Stored items:
-.-.-

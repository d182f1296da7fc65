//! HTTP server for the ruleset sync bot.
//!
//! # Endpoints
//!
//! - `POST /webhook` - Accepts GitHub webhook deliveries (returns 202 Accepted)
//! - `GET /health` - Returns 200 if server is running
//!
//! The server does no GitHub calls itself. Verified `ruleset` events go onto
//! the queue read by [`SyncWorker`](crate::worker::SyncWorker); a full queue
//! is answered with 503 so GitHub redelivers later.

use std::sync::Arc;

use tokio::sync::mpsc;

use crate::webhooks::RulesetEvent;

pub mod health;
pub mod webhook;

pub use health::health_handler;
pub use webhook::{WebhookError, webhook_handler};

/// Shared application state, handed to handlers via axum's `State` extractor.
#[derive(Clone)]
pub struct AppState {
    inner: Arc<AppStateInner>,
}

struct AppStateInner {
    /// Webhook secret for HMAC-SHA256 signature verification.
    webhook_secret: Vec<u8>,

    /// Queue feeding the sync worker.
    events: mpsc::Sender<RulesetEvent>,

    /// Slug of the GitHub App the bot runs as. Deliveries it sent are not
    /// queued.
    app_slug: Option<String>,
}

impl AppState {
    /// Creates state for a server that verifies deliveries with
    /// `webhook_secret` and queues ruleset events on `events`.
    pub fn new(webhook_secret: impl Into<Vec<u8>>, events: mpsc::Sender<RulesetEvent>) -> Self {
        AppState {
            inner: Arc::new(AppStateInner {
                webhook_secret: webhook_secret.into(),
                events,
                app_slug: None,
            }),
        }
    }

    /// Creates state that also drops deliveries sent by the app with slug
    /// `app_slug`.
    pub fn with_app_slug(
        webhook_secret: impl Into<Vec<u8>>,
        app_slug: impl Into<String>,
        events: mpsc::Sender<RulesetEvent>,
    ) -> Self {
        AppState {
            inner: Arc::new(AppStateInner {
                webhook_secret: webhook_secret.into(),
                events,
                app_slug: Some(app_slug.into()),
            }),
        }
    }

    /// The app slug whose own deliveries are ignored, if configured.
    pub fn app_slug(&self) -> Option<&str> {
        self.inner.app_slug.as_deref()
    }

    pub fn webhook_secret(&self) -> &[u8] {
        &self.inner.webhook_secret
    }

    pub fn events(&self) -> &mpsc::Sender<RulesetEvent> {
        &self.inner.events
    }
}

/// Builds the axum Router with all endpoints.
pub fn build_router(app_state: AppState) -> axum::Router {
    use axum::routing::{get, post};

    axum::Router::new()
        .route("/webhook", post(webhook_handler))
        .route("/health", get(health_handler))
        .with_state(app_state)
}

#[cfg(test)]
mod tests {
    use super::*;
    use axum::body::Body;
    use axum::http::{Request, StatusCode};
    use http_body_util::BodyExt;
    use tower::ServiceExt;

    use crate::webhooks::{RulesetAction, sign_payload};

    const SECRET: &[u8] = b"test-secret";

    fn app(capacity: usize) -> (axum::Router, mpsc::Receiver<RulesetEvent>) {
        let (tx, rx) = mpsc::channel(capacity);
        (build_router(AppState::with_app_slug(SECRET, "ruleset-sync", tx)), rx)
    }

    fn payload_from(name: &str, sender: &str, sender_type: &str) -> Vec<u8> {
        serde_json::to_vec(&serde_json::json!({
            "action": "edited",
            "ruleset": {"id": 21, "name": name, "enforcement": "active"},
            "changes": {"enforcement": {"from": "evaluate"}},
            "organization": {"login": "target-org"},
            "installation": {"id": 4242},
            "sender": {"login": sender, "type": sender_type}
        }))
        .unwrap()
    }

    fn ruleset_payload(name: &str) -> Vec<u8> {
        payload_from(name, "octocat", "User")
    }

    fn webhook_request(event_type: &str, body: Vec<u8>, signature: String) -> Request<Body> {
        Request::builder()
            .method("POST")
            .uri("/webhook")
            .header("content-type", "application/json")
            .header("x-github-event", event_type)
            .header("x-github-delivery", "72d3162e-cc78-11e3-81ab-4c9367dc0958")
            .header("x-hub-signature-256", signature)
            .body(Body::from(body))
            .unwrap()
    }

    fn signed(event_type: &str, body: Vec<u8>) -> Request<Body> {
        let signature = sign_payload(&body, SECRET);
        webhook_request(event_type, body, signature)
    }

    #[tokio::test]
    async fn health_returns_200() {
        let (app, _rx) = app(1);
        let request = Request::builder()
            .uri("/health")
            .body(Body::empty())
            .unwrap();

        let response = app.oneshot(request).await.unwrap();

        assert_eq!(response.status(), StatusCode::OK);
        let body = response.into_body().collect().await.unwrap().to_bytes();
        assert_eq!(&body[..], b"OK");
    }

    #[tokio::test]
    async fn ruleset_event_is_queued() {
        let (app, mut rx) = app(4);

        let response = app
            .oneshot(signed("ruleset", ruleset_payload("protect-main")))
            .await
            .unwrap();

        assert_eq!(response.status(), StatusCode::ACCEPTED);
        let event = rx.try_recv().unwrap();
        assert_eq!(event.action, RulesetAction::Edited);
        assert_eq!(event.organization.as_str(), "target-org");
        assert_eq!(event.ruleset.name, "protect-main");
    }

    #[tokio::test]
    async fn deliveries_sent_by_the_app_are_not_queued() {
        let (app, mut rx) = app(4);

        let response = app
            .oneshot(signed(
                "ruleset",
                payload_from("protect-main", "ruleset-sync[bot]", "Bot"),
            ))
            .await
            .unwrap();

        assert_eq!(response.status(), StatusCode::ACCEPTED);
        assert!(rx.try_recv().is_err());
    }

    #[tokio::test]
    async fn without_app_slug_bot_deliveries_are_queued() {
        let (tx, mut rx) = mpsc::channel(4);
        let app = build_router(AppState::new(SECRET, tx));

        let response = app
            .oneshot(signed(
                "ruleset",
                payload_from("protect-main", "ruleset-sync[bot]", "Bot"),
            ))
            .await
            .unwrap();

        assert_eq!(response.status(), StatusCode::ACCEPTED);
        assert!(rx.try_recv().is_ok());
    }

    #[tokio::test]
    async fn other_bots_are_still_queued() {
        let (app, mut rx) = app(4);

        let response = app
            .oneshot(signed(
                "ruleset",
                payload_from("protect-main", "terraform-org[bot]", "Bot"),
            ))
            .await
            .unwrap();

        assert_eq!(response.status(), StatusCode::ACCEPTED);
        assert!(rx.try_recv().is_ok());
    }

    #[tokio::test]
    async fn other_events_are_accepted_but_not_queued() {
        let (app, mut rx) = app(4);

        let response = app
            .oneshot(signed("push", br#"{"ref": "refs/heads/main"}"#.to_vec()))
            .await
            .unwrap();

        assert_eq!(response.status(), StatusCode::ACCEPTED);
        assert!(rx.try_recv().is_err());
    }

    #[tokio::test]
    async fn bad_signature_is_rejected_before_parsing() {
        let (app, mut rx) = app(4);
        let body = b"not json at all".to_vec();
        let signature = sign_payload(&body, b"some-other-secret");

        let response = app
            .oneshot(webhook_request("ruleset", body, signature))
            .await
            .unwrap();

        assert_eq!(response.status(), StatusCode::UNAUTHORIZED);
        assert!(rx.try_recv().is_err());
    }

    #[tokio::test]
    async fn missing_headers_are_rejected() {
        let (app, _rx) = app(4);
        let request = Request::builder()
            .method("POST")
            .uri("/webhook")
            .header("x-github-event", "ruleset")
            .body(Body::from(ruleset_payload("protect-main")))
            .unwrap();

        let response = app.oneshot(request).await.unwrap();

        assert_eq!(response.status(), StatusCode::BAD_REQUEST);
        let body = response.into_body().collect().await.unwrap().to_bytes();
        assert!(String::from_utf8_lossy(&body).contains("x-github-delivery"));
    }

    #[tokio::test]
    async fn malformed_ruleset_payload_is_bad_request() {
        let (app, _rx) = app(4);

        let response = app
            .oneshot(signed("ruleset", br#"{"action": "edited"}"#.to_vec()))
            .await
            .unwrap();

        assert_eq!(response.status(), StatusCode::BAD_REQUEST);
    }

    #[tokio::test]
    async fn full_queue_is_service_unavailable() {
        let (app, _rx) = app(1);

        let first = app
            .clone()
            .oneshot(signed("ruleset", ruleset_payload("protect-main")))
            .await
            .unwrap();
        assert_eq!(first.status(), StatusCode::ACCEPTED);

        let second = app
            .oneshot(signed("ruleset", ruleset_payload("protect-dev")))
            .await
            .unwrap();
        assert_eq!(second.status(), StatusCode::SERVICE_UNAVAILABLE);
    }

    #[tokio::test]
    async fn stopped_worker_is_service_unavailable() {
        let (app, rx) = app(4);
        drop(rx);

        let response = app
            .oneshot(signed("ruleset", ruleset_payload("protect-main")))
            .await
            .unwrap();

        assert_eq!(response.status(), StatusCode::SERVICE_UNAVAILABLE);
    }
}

-.-.-

TASK DIRECTIONS: Taking the entries from their first line through the line with "a full queue", inclusive, restate each line word for word and give nothing else.

WRITTEN REPLY:
repository d182f1296da7fc65
//! HTTP server for the ruleset sync bot.
//!
//! # Endpoints
//!
//! - `POST /webhook` - Accepts GitHub webhook deliveries (returns 202 Accepted)
//! - `GET /health` - Returns 200 if server is running
//!
//! The server does no GitHub calls itself. Verified `ruleset` events go onto
//! the queue read by [`SyncWorker`](crate::worker::SyncWorker); a full queue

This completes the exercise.